Rosmarie Zapfl-Helbling is President of alliance F. She was a member of the Swiss National Council and Vice-Chair of the Parliamentary Assembly of the Council of Europe’s Committee on Equal Opportunities for Women and Men.

 

The Initiative for the Ban on Minarets has pretended to protect our culture. But the basic tenets of our culture are first of all freedom of religion, and respecting values such as solidarity, diversity, democracy, and the rule of the law. Arbitrariness and discrimination like the initiative promoted are totally against Swiss values, values we do not want to cultivate and which we condemn in other countries. The debate held about this initiative has been characterized by its hate mongering and unwillingness to understand those of other faiths. I often feel transported back to those days fifty years ago when, in catholic communities in Switzerland, protestant believers were discriminated against, and the same happened vice versa in cities and villages predominantly inhabited by protestants.
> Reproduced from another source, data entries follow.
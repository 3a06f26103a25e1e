pub mod commands;
pub mod output;
pub mod theme;
pub mod tui;

use std::path::PathBuf;
use std::sync::Arc;

use anyhow::{Context as _, Result};
use directories::ProjectDirs;
use roster_core::{
    ApiClient, App, ClientConfig, ConfigOverrides, FileTokenStorage,
    RefreshPolicy, Services, SessionStore, TokenStorage,
};

const LOG_FILE: &str = "rosterctl.log";

/// Log file location when `--log-file` is not given.
pub fn default_log_file() -> PathBuf {
    ProjectDirs::from("", "roster", "rosterctl")
        .map(|dirs| dirs.data_dir().join(LOG_FILE))
        .unwrap_or_else(|| std::env::temp_dir().join(LOG_FILE))
}

/// Everything a command needs: resolved configuration, the persisted
/// session and the live services.
pub struct Context {
    pub config: ClientConfig,
    pub session_path: PathBuf,
    pub storage: Arc<dyn TokenStorage>,
    pub services: Services,
    pub policy: RefreshPolicy,
}

impl Context {
    pub fn load(overrides: ConfigOverrides, policy: RefreshPolicy) -> Result<Self> {
        let config =
            ClientConfig::from_env(overrides).context("invalid configuration")?;
        let session_path = config
            .session_path()
            .context("unable to locate the session file")?;
        let storage: Arc<dyn TokenStorage> = Arc::new(FileTokenStorage::new(
            session_path.clone(),
            config.base_url.as_str(),
        ));
        let client =
            ApiClient::from_config(&config).context("failed to build HTTP client")?;

        Ok(Self {
            config,
            session_path,
            storage,
            services: Services::from_client(client),
            policy,
        })
    }

    pub fn session(&self) -> SessionStore {
        SessionStore::restore(self.storage.clone())
    }

    pub fn app(&self) -> App {
        App::new(self.session(), self.policy).with_api_host(self.config.api_host())
    }
}
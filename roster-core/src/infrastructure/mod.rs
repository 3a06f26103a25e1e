pub mod api_client;
pub mod services;

#[cfg(any(test, feature = "testing"))]
pub mod testing;

pub use api_client::ApiClient;
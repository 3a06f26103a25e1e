use roster_model::{RegisterResponse, UpdateUserResponse, UserId, UserPage};

use crate::error::ApiResult;

use super::store::FetchTicket;

#[derive(Debug, Clone)]
pub enum Message {
    Refresh,
    GoToPage(u32),
    NextPage,
    PreviousPage,
    PageLoaded(FetchTicket, ApiResult<UserPage>),
    UserCreated(ApiResult<RegisterResponse>),
    UserUpdated(UserId, ApiResult<UpdateUserResponse>),
    UserDeleted(UserId, ApiResult<()>),
}

impl Message {
    pub fn name(&self) -> &'static str {
        match self {
            Self::Refresh => "Users::Refresh",
            Self::GoToPage(_) => "Users::GoToPage",
            Self::NextPage => "Users::NextPage",
            Self::PreviousPage => "Users::PreviousPage",
            Self::PageLoaded(..) => "Users::PageLoaded",
            Self::UserCreated(_) => "Users::UserCreated",
            Self::UserUpdated(..) => "Users::UserUpdated",
            Self::UserDeleted(..) => "Users::UserDeleted",
        }
    }
}
use std::sync::Arc;

use roster_model::{AuthToken, LoginRequest};
use tracing::{info, warn};

use crate::error::ApiResult;
use crate::infrastructure::services::AuthService;

use super::storage::TokenStorage;

pub const LOGIN_FAILED: &str = "Login failed";
pub const LOGOUT_FAILED: &str = "Logout failed";

/// Point-in-time view of the session for rendering.
#[derive(Debug, Clone, Default, PartialEq, Eq)]
pub struct Session {
    pub token: Option<AuthToken>,
    pub loading: bool,
    pub error: Option<String>,
}

impl Session {
    pub fn is_authenticated(&self) -> bool {
        self.token.is_some()
    }
}

/// Owner of the current token. Route access is decided solely by whether it
/// holds one.
#[derive(Debug)]
pub struct SessionStore {
    token: Option<AuthToken>,
    loading: bool,
    error: Option<String>,
    storage: Arc<dyn TokenStorage>,
}

impl SessionStore {
    /// Start from whatever `storage` has persisted. Unreadable storage starts
    /// logged out.
    pub fn restore(storage: Arc<dyn TokenStorage>) -> Self {
        let token = match storage.load() {
            Ok(token) => token,
            Err(err) => {
                warn!(error = %err, "could not restore session; starting logged out");
                None
            }
        };
        Self {
            token,
            loading: false,
            error: None,
            storage,
        }
    }

    pub fn session(&self) -> Session {
        Session {
            token: self.token.clone(),
            loading: self.loading,
            error: self.error.clone(),
        }
    }

    pub fn token(&self) -> Option<&AuthToken> {
        self.token.as_ref()
    }

    pub fn is_authenticated(&self) -> bool {
        self.token.is_some()
    }

    pub fn is_loading(&self) -> bool {
        self.loading
    }

    pub fn error(&self) -> Option<&str> {
        self.error.as_deref()
    }

    pub fn clear_error(&mut self) {
        self.error = None;
    }

    pub fn begin_login(&mut self) {
        self.loading = true;
        self.error = None;
    }

    /// Apply a login outcome. Returns the normalized failure message on
    /// rejection.
    pub fn finish_login(
        &mut self,
        outcome: ApiResult<AuthToken>,
    ) -> Result<(), String> {
        self.loading = false;
        match outcome {
            Ok(token) => {
                if let Err(err) = self.storage.save(&token) {
                    warn!(error = %err, "session token not persisted");
                }
                self.token = Some(token);
                self.error = None;
                info!("logged in");
                Ok(())
            }
            Err(err) => {
                let message = err.normalized(LOGIN_FAILED);
                warn!(status = ?err.status(), %message, "login rejected");
                self.error = Some(message.clone());
                Err(message)
            }
        }
    }

    pub fn begin_logout(&mut self) {
        self.loading = true;
        self.error = None;
    }

    /// Apply a logout outcome. The token is dropped and storage cleared no
    /// matter what the server said.
    pub fn finish_logout(&mut self, outcome: ApiResult<()>) -> Result<(), String> {
        self.loading = false;
        self.token = None;
        if let Err(err) = self.storage.clear() {
            warn!(error = %err, "failed to clear persisted session");
        }
        match outcome {
            Ok(()) => {
                info!("logged out");
                Ok(())
            }
            Err(err) => {
                let message = err.normalized(LOGOUT_FAILED);
                warn!(%message, "logout request failed; session cleared locally");
                self.error = Some(message.clone());
                Err(message)
            }
        }
    }

    pub async fn login(
        &mut self,
        service: &dyn AuthService,
        email: &str,
        password: &str,
    ) -> Result<(), String> {
        self.begin_login();
        let credentials = LoginRequest::new(email, password);
        let outcome = service.login(&credentials).await;
        self.finish_login(outcome)
    }

    pub async fn logout(&mut self, service: &dyn AuthService) -> Result<(), String> {
        self.begin_logout();
        let outcome = service.logout().await;
        self.finish_logout(outcome)
    }
}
The popular initiative ‚Against the Construction of Minarets’ stands in opposition to basic human rights and endangers the religious peace. What I found most outrageous in the campaign was the image on the poster where, next to minaret towers, a burqa-clad person was shown. That was the point: hyping up fears by using exactly what the initiative set out to prohibit. It comes perilously close to lying to the voting public when the construction of minarets is connected to wearing the burqa. The initiative was not against minarets – it directed itself against an entire religion. This is not worthy of a governing party. It was an embarrassing situation which once more went to prove how many of our fellow citizens are prone to being manipulated by a few agitators and to help them get the vote.

Accepting the initiative is a set-back. In our Federal Constitution of 1999, we no longer maintain a difference between the Christian and other faiths. The initiative also infringes upon cantonal as well as communal authority: shaping the relationship between state and church falls under the cantons’ jurisdiction, building regulations are communal law. We now have to wait for the results of the first lawsuits and verdicts; it is most likely that the issue will be brought to the European Court of Human Rights.

After the Ban on Minarets was accepted, the discussion on banning burqas was launched immediately. As an advocate of women’s and human rights, I have clearly expressed my position: I am against the burqa. Banning the burqa does not touch upon the religion as such, but it does discriminate against women’s freedom. It is feasible that the head scarf offers some kind of protection to many Muslim women for a while. If women wear the scarf of their own free will, not because family or husband force them to do so, that is alright. The face veil, in contrast to the head scarf, is not a duty prescribed by Islamic religious law. Islamic law schools agree that the hair must be covered, but not face and hands.

If we want to continue living together in peace in Switzerland in the future, in Europe, and all over the world, we are called upon to understand – to understand the culture, the religion, and the behavior of our fellow human beings who practice a different faith. Discrimination of people based on their sex, violence against women, and disregarding human rights are not to be tolerated.

This is the text of the paper the author presented at the conference “After the Ban on Minarets: The Open Society and Islam” organized by ResetDoc and UFSP Asia and Europe and held at Zurich University on Wednesday November 17th 2010.